Masoumeh
Shafieinejad,
PhD
candidate
David
R.
Cheriton
School
of
Computer
Science
Outlier detection plays a significant role in various real world applications such as intrusion, malfunction, and fraud detection. Traditionally, outlier detection techniques are applied to find outliers in the context of the whole dataset. However, this practice neglects the data points, namely contextual outliers, that are not outliers in the whole dataset but in some specific neighborhoods. Contextual outliers are particularly important in data exploration and targeted anomaly explanation and diagnosis.

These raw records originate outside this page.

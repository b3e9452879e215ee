use axum::{Json, Router, extract::State, routing::post};

use crate::{
    dto::seed::SeedSummary, error::AppResult, response::ApiResponse, services::seed_service,
    state::AppState,
};

pub fn router() -> Router<AppState> {
    Router::new().route("/seed", post(seed))
}

#[utoipa::path(
    post,
    path = "/api/seed",
    responses(
        (status = 200, description = "Demo data created, or already present", body = ApiResponse<SeedSummary>),
        (status = 503, description = "Database unreachable")
    ),
    tag = "Seed"
)]
pub async fn seed(State(state): State<AppState>) -> AppResult<Json<ApiResponse<SeedSummary>>> {
    let resp = seed_service::seed(&state).await?;
    Ok(Json(resp))
}
use sea_orm::entity::prelude::*;

#[derive(Clone, Debug, PartialEq, DeriveEntityModel)]
#[sea_orm(table_name = "customers")]
pub struct Model {
    #[sea_orm(primary_key, auto_increment = false)]
    pub id: Uuid,
    pub name: String,
    pub phone: String,
    pub notes: String,
    pub created_at: DateTimeWithTimeZone,
}

#[derive(Copy, Clone, Debug, EnumIter, DeriveRelation)]
pub enum Relation {}

impl ActiveModelBehavior for ActiveModel {}
use tracing_subscriber::{layer::SubscriberExt, util::SubscriberInitExt};

use std::net::SocketAddr;

use butcher_orders_api::{
    app::build_app,
    config::AppConfig,
    db::{create_pool, run_migrations},
    state::AppState,
};

#[tokio::main]
async fn main() -> anyhow::Result<()> {
    dotenvy::dotenv().ok();
    tracing_subscriber::registry()
        .with(
            tracing_subscriber::EnvFilter::try_from_default_env()
                .unwrap_or_else(|_| "info,butcher_orders_api=debug".into()),
        )
        .with(tracing_subscriber::fmt::layer())
        .init();

    let config = AppConfig::from_env()?;
    let pool = create_pool(&config.database_url).await?;
    let state = AppState::new(pool.clone(), &config.jwt_secret);

    run_migrations(&state.orm).await?;

    let app = build_app(state, &config.cors_origins);

    let addr = SocketAddr::from((config.host.parse::<std::net::IpAddr>()?, config.port));
    tracing::info!("listening on {}", addr);

    axum::serve(tokio::net::TcpListener::bind(addr).await?, app)
        .with_graceful_shutdown(shutdown_signal())
        .await?;

    // Release pooled connections before the process exits.
    pool.close().await;
    tracing::info!("shut down");

    Ok(())
}

async fn shutdown_signal() {
    if let Err(err) = tokio::signal::ctrl_c().await {
        tracing::error!(error = %err, "failed to listen for shutdown signal");
    }
}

In these scenarios, the data owner releases the following information: i) The attributes that contribute to the abnormality of an outlier (metric), ii) Contextual description of the outlier’s neighborhoods (context), and iii) The utility, such as the outlier’s significance defined by the number of records (population size) covered by the outlier’s context. However, revealing the outlier’s information leaks information about the other individuals in the population as well, violating their privacy.
We address the issue of population privacy violations and propose utilizing differential privacy techniques to protect the privacy of individuals. The application of differential privacy, however, is challenging as direct utilization of differential privacy techniques imposes intensive computation to the contextual outlier release algorithm. To overcome this challenge, we propose a graph structure to map the contexts to, and introduce differentially private graph search algorithms as efficient solutions for the computation problem caused by differential privacy techniques.